Francamente, en aquellos días empezaron mis hombros á sentirse cansados bajo el peso de mi familia. Una mañana estaba yo vistiéndome, cuando entró el portero muy afanado y me dijo que la señorita Camila se estaba mudando al cuarto tercero de la derecha, el único que no se había alquilado todavía. Ni mi prima me había dicho una palabra acerca de tomar el cuarto, ni había cumplido ante el portero, que me representaba para aquel caso, ninguna de las formalidades que la ley y la costumbre establecen para ocupar una casa ajena.
—No me he atrevido á decirle nada —manifestó el portero, sofocadísimo—. Arriba está colocando los muebles con una bulla de cien mil demonios, y en el portal han parado dos carros de mudanza. Yo hice presente á la señorita que el señor no había dicho nada, ni se ha hecho contrato, y me respondió que me fuera enhoramala, que ella se entendería con el señor y... que yo no soy nadie. Conque vengo á ver...
No quise tomar una determinación ruidosa, y dejé que mi prima ocupase el cuarto, resuelto á cantar muy claro al feo de Miquis las obligaciones que contraía por el hecho de ocupar mi propiedad. Más tarde se personó en mi presencia la propia Camila, y me dijo:
—Perdona, primito, comparito, que hayamos tomado tu casa por asalto. La ví ayer tarde, y me gustó tanto que no he querido que pasase el día de hoy sin estar en ella. No creas, te pagaremos religiosamente, te daremos dos meses en fianza. ¿No bajas nada de los siete mil? En fin, por ser compadre, te daremos seis mil quinientos, y no resuelles, porque será peor. Te pagaremos cuando tengamos dinero, que ojalá sea pronto... Y calla, hombre, calla: ya sé lo que me vas á decir. Tienes razón, esto es un abuso; pero por algo somos compadres. Nosotros los Buenos de Guzmán tenemos así este genio pronto. Me voy, que tengo que dar una mamada á mi cachorro. ¡Ah! nuestra casa está á tu disposición. Puedes subir cuando quieras y nos acompañaremos mutuamente. Estás muy solito, y te aburrirás en este caserón. Nosotros no salimos, no vamos á ninguna parte. Estoy consagrada á darte un ahijado gordo y rollizo. Sube y lo verás.
Subí aquella tarde. Camila, sin reparo alguno, sacó el pecho en mi presencia y se puso á dar de mamar al inocente. Mi ahijado no era bonito, ni robusto, ni sano. Cuando no tenía el pezón en la boca, estaba consagrado exclusivamente á la ejecución de un interminable solo de clarinete que atronaba la casa. En ésta no se podía dar un paso. Ningún mueble estaba aún en su sitio, y el gañán de Constantino no hacía más que clavar clavos por todas partes, rasgándome el papel, descascarándome el estuco, y dando tanto porrazo, que parecía haberse propuesto destrozarme todos los tabiques.

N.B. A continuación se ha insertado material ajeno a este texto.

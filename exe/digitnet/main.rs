use digits::*;

mod app_config;

use app_config::AppConfig;
use clap::{Parser, Subcommand};
use model::RowPolicy;
use std::{error::Error, path::PathBuf};
use tracing::info;

#[derive(Parser)]
#[command(version, about)]
struct Cli {
  /// YAML config file; flags given on the command line take precedence
  #[arg(short, long, global = true, value_name = "PATH")]
  config: Option<PathBuf>,
  #[command(subcommand)]
  command: Command,
}

#[derive(Subcommand)]
enum Command {
  /// Upload an image to a running server
  Client {
    /// Image to be classified
    #[arg(long, value_name = "PATH")]
    input_file: PathBuf,
    /// Server root
    #[arg(long, default_value = "http://localhost:8080")]
    url: String,
    /// Invert the image before prediction
    #[arg(long)]
    invert: bool,
  },
  /// Serve /train and /predict
  Server {
    #[arg(short, long, value_name = "ADDR")]
    listen: Option<String>,
    /// Key-value service for cached predictions; empty for in-process
    #[arg(long, value_name = "ADDR")]
    cache: Option<String>,
  },
  /// Train on the dataset and save the weights
  Model {
    #[arg(short, long, value_name = "PATH")]
    data: Option<PathBuf>,
    #[arg(short, long, value_name = "INT")]
    epochs: Option<usize>,
    /// Fraction of rows held out for evaluation
    #[arg(long, value_name = "FRACTION", value_parser = parse_fraction)]
    holdout: Option<f64>,
    /// Write a JSON training report here
    #[arg(long, value_name = "PATH")]
    report: Option<PathBuf>,
    #[arg(long, value_name = "INT", default_value_t = 1)]
    seed: u64,
    /// Abort on malformed rows instead of skipping them
    #[arg(long)]
    reject_malformed: bool,
  },
  /// Accuracy of the stored weights on the test dataset
  Evaluate {
    #[arg(short, long, value_name = "PATH")]
    data: Option<PathBuf>,
  },
  /// Classify an image locally and draw it
  Inspect {
    #[arg(long, value_name = "PATH")]
    input_file: PathBuf,
    #[arg(long)]
    invert: bool,
  },
  /// Check weight blobs and the cache service
  Doctor,
}

fn parse_fraction(s: &str) -> Result<f64, String> {
  match s.parse::<f64>() {
    Ok(v) if v > 0.0 && v < 1.0 => Ok(v),
    _ => Err(format!("expected a number strictly between 0 and 1, got {:?}", s)),
  }
}

#[tokio::main]
async fn main() -> Result<(), Box<dyn Error>> {
  utils::init_logging()?;
  let args = Cli::parse();

  let file_config = match &args.config {
    Some(path) => AppConfig::from_file(path)?,
    None => AppConfig::default(),
  };

  match args.command {
    Command::Client {
      input_file,
      url,
      invert,
    } => {
      let app = subcommands::Client::new(&input_file, url, invert);
      let response = app.run().await?;
      println!("prediction: {}", response.prediction.prediction);
      println!("accuracy:   {:.2}%", response.prediction.accuracy);
      for (label, percent) in &response.prediction.results {
        println!("  {}: {:6.2}%", label, percent);
      }
      println!("took {}", response.process_time);
    }
    Command::Server { listen, cache } => {
      let flags = AppConfig {
        listen_addr: listen,
        cache_addr: cache,
        ..AppConfig::default()
      };
      let settings = file_config.merge(flags).into_settings()?;
      subcommands::Server::new(settings).run().await?;
    }
    Command::Model {
      data,
      epochs,
      holdout,
      report,
      seed,
      reject_malformed,
    } => {
      let flags = AppConfig {
        train_dataset: data,
        epochs,
        row_policy: reject_malformed.then_some(RowPolicy::Reject),
        ..AppConfig::default()
      };
      let settings = file_config.merge(flags).into_settings()?;
      let result = subcommands::Setup::new(settings, holdout, report.as_deref(), seed).run()?;
      info!(samples = result.training.samples, skipped = result.training.skipped, "done");
      println!(
        "trained {} epochs over {} samples in {:.1}s, loss {:.5}",
        result.training.epochs,
        result.training.samples,
        result.training.elapsed.as_secs_f64(),
        result.training.loss
      );
      if let Some(eval) = result.holdout {
        println!("holdout accuracy: {}/{} = {:.2}%", eval.correct, eval.total, eval.accuracy * 100.0);
      }
    }
    Command::Evaluate { data } => {
      let flags = AppConfig {
        test_dataset: data,
        ..AppConfig::default()
      };
      let settings = file_config.merge(flags).into_settings()?;
      let eval = subcommands::Evaluate::new(settings).run()?;
      println!("accuracy: {}/{} = {:.2}%", eval.correct, eval.total, eval.accuracy * 100.0);
    }
    Command::Inspect { input_file, invert } => {
      let settings = file_config.into_settings()?;
      let inspection = subcommands::Inspect::new(settings, &input_file, invert).run()?;
      println!("{}", inspection.picture);
      if !inspection.trained {
        println!("(no trained weights found, the answer below is from random weights)");
      }
      println!(
        "prediction: {} ({:.2}%)",
        inspection.prediction.prediction, inspection.prediction.accuracy
      );
    }
    Command::Doctor => {
      let settings = file_config.into_settings()?;
      let diagnosis = subcommands::Doctor::new(settings).run()?;
      println!("{}", diagnosis);
      if !diagnosis.healthy() {
        std::process::exit(1);
      }
    }
  }
  Ok(())
}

—La casa me gusta —díjome Camila obligándome á sentarme en una silla á su lado, después que me acercó á los labios la carátula roja de su feo muñeco para que la besase—, me gusta mucho; pero tiene grandes defectos, sí; defectos que me harás el favor de corregir inmediatamente.
—Conque inmediatamente... ¡qué ejecutivo está el tiempo!
—Chitito, callando, y obedecer. Mira que tengo malas pulgas... Pues sí, es preciso que mandes acá tus albañiles mañana mismo. Necesito que me abras una puerta de comunicación en este tabique que está á mi espalda. No sé en qué estaba pensando el arquitecto cuando trazó la casa. No se les ocurre á esos tipos que todas las habitaciones de una crujía deben estar comunicadas. Necesito, además, que des luz al cuarto de la muchacha, bien por el patio, bien por la cocina, poniendo una vidriera alta, ¿entiendes? Fíjate bien; parece que no haces caso de lo que se te dice... Otra cosa: es preciso que me pongas una cañería desde el grifo de la cocina al cuarto del baño, para llenar cómodamente la tina. Y de paso me abrirán otra puerta de comunicación entre dicho cuartito del baño y el comedor. Harás que me pongan campanillas en todas las piezas, pues sólo dos las tienen, y en la sala quiero chimenea. Voy á hacer de la sala gabinete, y aunque yo no tengo frío, las visitas... ya ves. Voy á dar tés danzantes.
—Dí de una vez que mande construir de nuevo la finca —repuse tomando á broma sus reformas.
—No te hagas el tontito. ¡Ah! desde que eres casero te has vuelto tacaño, antipático... Ya no eres el caballero de antes; ya no piensas más que en sacarle el jugo al pobre... Pues mira, tú te lo pierdes. Si no haces las obras que te he dicho, nos mudaremos y se te quedará el cuarto vacío. Conque á ver qué te conviene más.